In the 2006 Progressive Conservative leadership contest, Boutilier initially backed Lyle Oberg, and switched his support to eventual winner Ed Stelmach after Oberg was eliminated on the first ballot. When Stelmach succeeded Klein as premier, he named a smaller cabinet than Klein’s. This included a merger of the Aboriginal Affairs portfolio with Intergovernmental and International Relations, and Stelmach gave the expanded portfolio to Boutilier. Boutilier was re-elected by another expanded margin in the 2008 election, but was not named to Stelmach’s new cabinet, making him the only returning member of the pre-election cabinet not to receive a portfolio. His demotion was met with protest in his home riding, which contains much of the oilsands activity driving Alberta’s economy at the time, and the local Progressive Conservative riding association sent a letter of protest to Stelmach.

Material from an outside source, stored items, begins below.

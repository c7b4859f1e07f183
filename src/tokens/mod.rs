//! Token catalog: the names usable as `{name}` in a pattern
//!
//! Token names are matched case-insensitively. Stat-parametric tokens
//! (`hp`, `hp_vb`, `isTophp`, ...) exist once per [`Stat`].

mod aggregate;
mod resolver;

pub use aggregate::SpeciesLevels;
pub use resolver::{resolve, token_dictionary, TokenEntry};

use crate::species::Species;
use crate::stats::Stat;

/// Highest rank addressable by `highestNl` / `highestNs`
pub const MAX_HIGHEST_RANK: u8 = 6;

/// A known token
#[derive(Debug, Clone, Copy, PartialEq, Eq, Hash)]
pub enum TokenKey {
    Species,
    SpeciesNoVowels,
    FirstWordOfOldest,
    Owner,
    Tribe,
    Server,
    Sex,
    SexShort,
    UniqueNumber,
    Level(Stat),
    BreedingValue(Stat),
    IsTop(Stat),
    IsNewTop(Stat),
    IsLowest(Stat),
    IsNewLowest(Stat),
    Domestication,
    EffImp,
    EffImpShort,
    Index,
    OldName,
    SexLang,
    SexLangShort,
    SexLangGen,
    SexLangShortGen,
    TopPercent,
    BaseLevel,
    Mutations,
    Generation,
    GenerationLetters,
    GenerationCount,
    NrInGeneration,
    NrInGenerationSex,
    Random,
    TotalCount,
    SexCount,
    ArkId,
    AlreadyExists,
    /// Nth highest own level, 1-based
    HighestLevel(u8),
    /// Stat of the Nth highest own level, 1-based
    HighestStat(u8),
}

/// Tokens without a stat or rank parameter, keyed by lowercase name
const FIXED: &[(&str, TokenKey)] = &[
    ("species", TokenKey::Species),
    ("spcsnm", TokenKey::SpeciesNoVowels),
    ("firstwordofoldest", TokenKey::FirstWordOfOldest),
    ("owner", TokenKey::Owner),
    ("tribe", TokenKey::Tribe),
    ("server", TokenKey::Server),
    ("sex", TokenKey::Sex),
    ("sex_short", TokenKey::SexShort),
    ("n", TokenKey::UniqueNumber),
    ("dom", TokenKey::Domestication),
    ("effimp", TokenKey::EffImp),
    ("effimp_short", TokenKey::EffImpShort),
    ("index", TokenKey::Index),
    ("oldname", TokenKey::OldName),
    ("sex_lang", TokenKey::SexLang),
    ("sex_lang_short", TokenKey::SexLangShort),
    ("sex_lang_gen", TokenKey::SexLangGen),
    ("sex_lang_short_gen", TokenKey::SexLangShortGen),
    ("toppercent", TokenKey::TopPercent),
    ("baselvl", TokenKey::BaseLevel),
    ("muta", TokenKey::Mutations),
    ("gen", TokenKey::Generation),
    ("gena", TokenKey::GenerationLetters),
    ("genn", TokenKey::GenerationCount),
    ("nr_in_gen", TokenKey::NrInGeneration),
    ("nr_in_gen_sex", TokenKey::NrInGenerationSex),
    ("rnd", TokenKey::Random),
    ("tn", TokenKey::TotalCount),
    ("sn", TokenKey::SexCount),
    ("arkid", TokenKey::ArkId),
    ("alreadyexists", TokenKey::AlreadyExists),
];

impl TokenKey {
    /// Look up a token by name, ignoring case
    pub fn parse(name: &str) -> Option<TokenKey> {
        let lower = name.to_ascii_lowercase();

        if let Some((_, key)) = FIXED.iter().find(|(n, _)| *n == lower) {
            return Some(*key);
        }
        if let Some(stat) = Stat::from_code(&lower) {
            return Some(TokenKey::Level(stat));
        }
        if let Some(code) = lower.strip_suffix("_vb") {
            return Stat::from_code(code).map(TokenKey::BreedingValue);
        }

        // Longer prefixes first: "isnewtop" must not be read as "is" + "newtop"
        let prefixed: [(&str, fn(Stat) -> TokenKey); 4] = [
            ("isnewtop", TokenKey::IsNewTop),
            ("isnewlowest", TokenKey::IsNewLowest),
            ("istop", TokenKey::IsTop),
            ("islowest", TokenKey::IsLowest),
        ];
        for (prefix, make) in prefixed {
            if let Some(code) = lower.strip_prefix(prefix) {
                return Stat::from_code(code).map(make);
            }
        }

        let rest = lower.strip_prefix("highest")?;
        let mut chars = rest.chars();
        let rank = chars.next()?.to_digit(10)? as u8;
        if !(1..=MAX_HIGHEST_RANK).contains(&rank) {
            return None;
        }
        match chars.as_str() {
            "l" => Some(TokenKey::HighestLevel(rank)),
            "s" => Some(TokenKey::HighestStat(rank)),
            _ => None,
        }
    }

    /// Canonical spelling of the token name
    pub fn name(self) -> String {
        match self {
            TokenKey::Species => "species".into(),
            TokenKey::SpeciesNoVowels => "spcsNm".into(),
            TokenKey::FirstWordOfOldest => "firstWordOfOldest".into(),
            TokenKey::Owner => "owner".into(),
            TokenKey::Tribe => "tribe".into(),
            TokenKey::Server => "server".into(),
            TokenKey::Sex => "sex".into(),
            TokenKey::SexShort => "sex_short".into(),
            TokenKey::UniqueNumber => "n".into(),
            TokenKey::Level(stat) => stat.code().into(),
            TokenKey::BreedingValue(stat) => format!("{}_vb", stat.code()),
            TokenKey::IsTop(stat) => format!("isTop{}", stat.code()),
            TokenKey::IsNewTop(stat) => format!("isNewTop{}", stat.code()),
            TokenKey::IsLowest(stat) => format!("isLowest{}", stat.code()),
            TokenKey::IsNewLowest(stat) => format!("isNewLowest{}", stat.code()),
            TokenKey::Domestication => "dom".into(),
            TokenKey::EffImp => "effImp".into(),
            TokenKey::EffImpShort => "effImp_short".into(),
            TokenKey::Index => "index".into(),
            TokenKey::OldName => "oldname".into(),
            TokenKey::SexLang => "sex_lang".into(),
            TokenKey::SexLangShort => "sex_lang_short".into(),
            TokenKey::SexLangGen => "sex_lang_gen".into(),
            TokenKey::SexLangShortGen => "sex_lang_short_gen".into(),
            TokenKey::TopPercent => "topPercent".into(),
            TokenKey::BaseLevel => "baselvl".into(),
            TokenKey::Mutations => "muta".into(),
            TokenKey::Generation => "gen".into(),
            TokenKey::GenerationLetters => "gena".into(),
            TokenKey::GenerationCount => "genn".into(),
            TokenKey::NrInGeneration => "nr_in_gen".into(),
            TokenKey::NrInGenerationSex => "nr_in_gen_sex".into(),
            TokenKey::Random => "rnd".into(),
            TokenKey::TotalCount => "tn".into(),
            TokenKey::SexCount => "sn".into(),
            TokenKey::ArkId => "arkid".into(),
            TokenKey::AlreadyExists => "alreadyExists".into(),
            TokenKey::HighestLevel(rank) => format!("highest{}l", rank),
            TokenKey::HighestStat(rank) => format!("highest{}s", rank),
        }
    }

    /// Human readable description, as shown next to the token dictionary
    pub fn description(self) -> String {
        self.description_for(None)
    }

    /// Description naming stats the way the species calls them
    pub fn description_for(self, species: Option<&Species>) -> String {
        let stat_name = |stat: Stat| species.map_or(stat.name(), |s| s.stat_name(stat));
        match self {
            TokenKey::Species => "species name".into(),
            TokenKey::SpeciesNoVowels => "species name without vowels".into(),
            TokenKey::FirstWordOfOldest => {
                "first word of the name of the first added creature of the species".into()
            }
            TokenKey::Owner => "name of the owner of the creature".into(),
            TokenKey::Tribe => "name of the tribe the creature belongs to".into(),
            TokenKey::Server => "name of the server the creature is assigned to".into(),
            TokenKey::Sex => "sex (\"Male\", \"Female\", \"Unknown\")".into(),
            TokenKey::SexShort => "\"M\", \"F\", \"U\"".into(),
            TokenKey::UniqueNumber => "smallest integer >= 1 that makes the name unique; \
                 use {{#ifexpr: {n} > 1 | _{n} }} to only show it when needed"
                .into(),
            TokenKey::Level(stat) => format!("level of {}", stat_name(stat)),
            TokenKey::BreedingValue(stat) => format!("breeding value of {}", stat_name(stat)),
            TokenKey::IsTop(stat) => format!(
                "1 if the {} level is the top level of the species, empty otherwise",
                stat_name(stat)
            ),
            TokenKey::IsNewTop(stat) => format!(
                "1 if the {} level is higher than the current top of the species, empty otherwise",
                stat_name(stat)
            ),
            TokenKey::IsLowest(stat) => format!(
                "1 if the {} level is the lowest level of the species, empty otherwise",
                stat_name(stat)
            ),
            TokenKey::IsNewLowest(stat) => format!(
                "1 if the {} level is lower than the current lowest of the species, empty otherwise",
                stat_name(stat)
            ),
            TokenKey::Domestication => "\"T\" for tamed, \"B\" for bred, \"W\" for wild".into(),
            TokenKey::EffImp => "taming effectiveness or imprinting bonus".into(),
            TokenKey::EffImpShort => {
                "taming effectiveness or imprinting bonus without decimals".into()
            }
            TokenKey::Index => "index in the collection among the same species".into(),
            TokenKey::OldName => "current name of the creature".into(),
            TokenKey::SexLang => "sex (\"Male\", \"Female\", \"Unknown\")".into(),
            TokenKey::SexLangShort => "sex, short form".into(),
            TokenKey::SexLangGen => "sex, genitive form".into(),
            TokenKey::SexLangShortGen => "sex, short genitive form".into(),
            TokenKey::TopPercent => {
                "percentage of the considered stat levels compared to the top levels of the species"
                    .into()
            }
            TokenKey::BaseLevel => "level right after taming or hatching".into(),
            TokenKey::Mutations => "mutations, capped at 99".into(),
            TokenKey::Generation => "generation".into(),
            TokenKey::GenerationLetters => "generation in letters (0=A, 1=B, 26=AA)".into(),
            TokenKey::GenerationCount => {
                "number of creatures of the species in the same generation plus one".into()
            }
            TokenKey::NrInGeneration => {
                "number of the creature in its generation, ordered by time added".into()
            }
            TokenKey::NrInGenerationSex => {
                "number of the creature in its generation with the same sex, ordered by time added"
                    .into()
            }
            TokenKey::Random => "6-digit random number in the range 0 to 999999".into(),
            TokenKey::TotalCount => "number of creatures of the species plus one".into(),
            TokenKey::SexCount => {
                "number of creatures of the species with the same sex plus one".into()
            }
            TokenKey::ArkId => "the in-game ARK id".into(),
            TokenKey::AlreadyExists => "1 if the creature is already in the collection".into(),
            TokenKey::HighestLevel(rank) => format!(
                "{} highest stat level of the creature (excluding torpidity)",
                ordinal(rank)
            ),
            TokenKey::HighestStat(rank) => format!(
                "stat name of the {} highest stat level (excluding torpidity)",
                ordinal(rank)
            ),
        }
    }

    /// Every token in catalog order, stat and rank tokens expanded
    pub fn catalog() -> Vec<TokenKey> {
        let mut keys = vec![
            TokenKey::Species,
            TokenKey::SpeciesNoVowels,
            TokenKey::FirstWordOfOldest,
            TokenKey::Owner,
            TokenKey::Tribe,
            TokenKey::Server,
            TokenKey::Sex,
            TokenKey::SexShort,
            TokenKey::UniqueNumber,
        ];
        keys.extend(Stat::ALL.map(TokenKey::Level));
        keys.extend(Stat::ALL.map(TokenKey::BreedingValue));
        keys.extend(Stat::ALL.map(TokenKey::IsTop));
        keys.extend(Stat::ALL.map(TokenKey::IsNewTop));
        keys.extend(Stat::ALL.map(TokenKey::IsLowest));
        keys.extend(Stat::ALL.map(TokenKey::IsNewLowest));
        keys.extend([
            TokenKey::Domestication,
            TokenKey::EffImp,
            TokenKey::EffImpShort,
            TokenKey::Index,
            TokenKey::OldName,
            TokenKey::SexLang,
            TokenKey::SexLangShort,
            TokenKey::SexLangGen,
            TokenKey::SexLangShortGen,
            TokenKey::TopPercent,
            TokenKey::BaseLevel,
            TokenKey::Mutations,
            TokenKey::Generation,
            TokenKey::GenerationLetters,
            TokenKey::GenerationCount,
            TokenKey::NrInGeneration,
            TokenKey::NrInGenerationSex,
            TokenKey::Random,
            TokenKey::TotalCount,
            TokenKey::SexCount,
            TokenKey::ArkId,
            TokenKey::AlreadyExists,
        ]);
        keys.extend((1..=MAX_HIGHEST_RANK).map(TokenKey::HighestLevel));
        keys.extend((1..=MAX_HIGHEST_RANK).map(TokenKey::HighestStat));
        keys
    }
}

fn ordinal(rank: u8) -> &'static str {
    match rank {
        1 => "first",
        2 => "second",
        3 => "third",
        4 => "fourth",
        5 => "fifth",
        _ => "sixth",
    }
}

In July 2009, Stelmach ejected Boutilier from the Progressive Conservative caucus for publicly criticizing the government. Boutilier was upset with delays in the construction of a long-term care facility in his riding, and said that without the facility seniors were being kept in “holding cells” in the local hospital. Stelmach’s spokesman said that his ejection was due to his seeking “preferential treatment” for his riding; Boutilier denied that he had done so.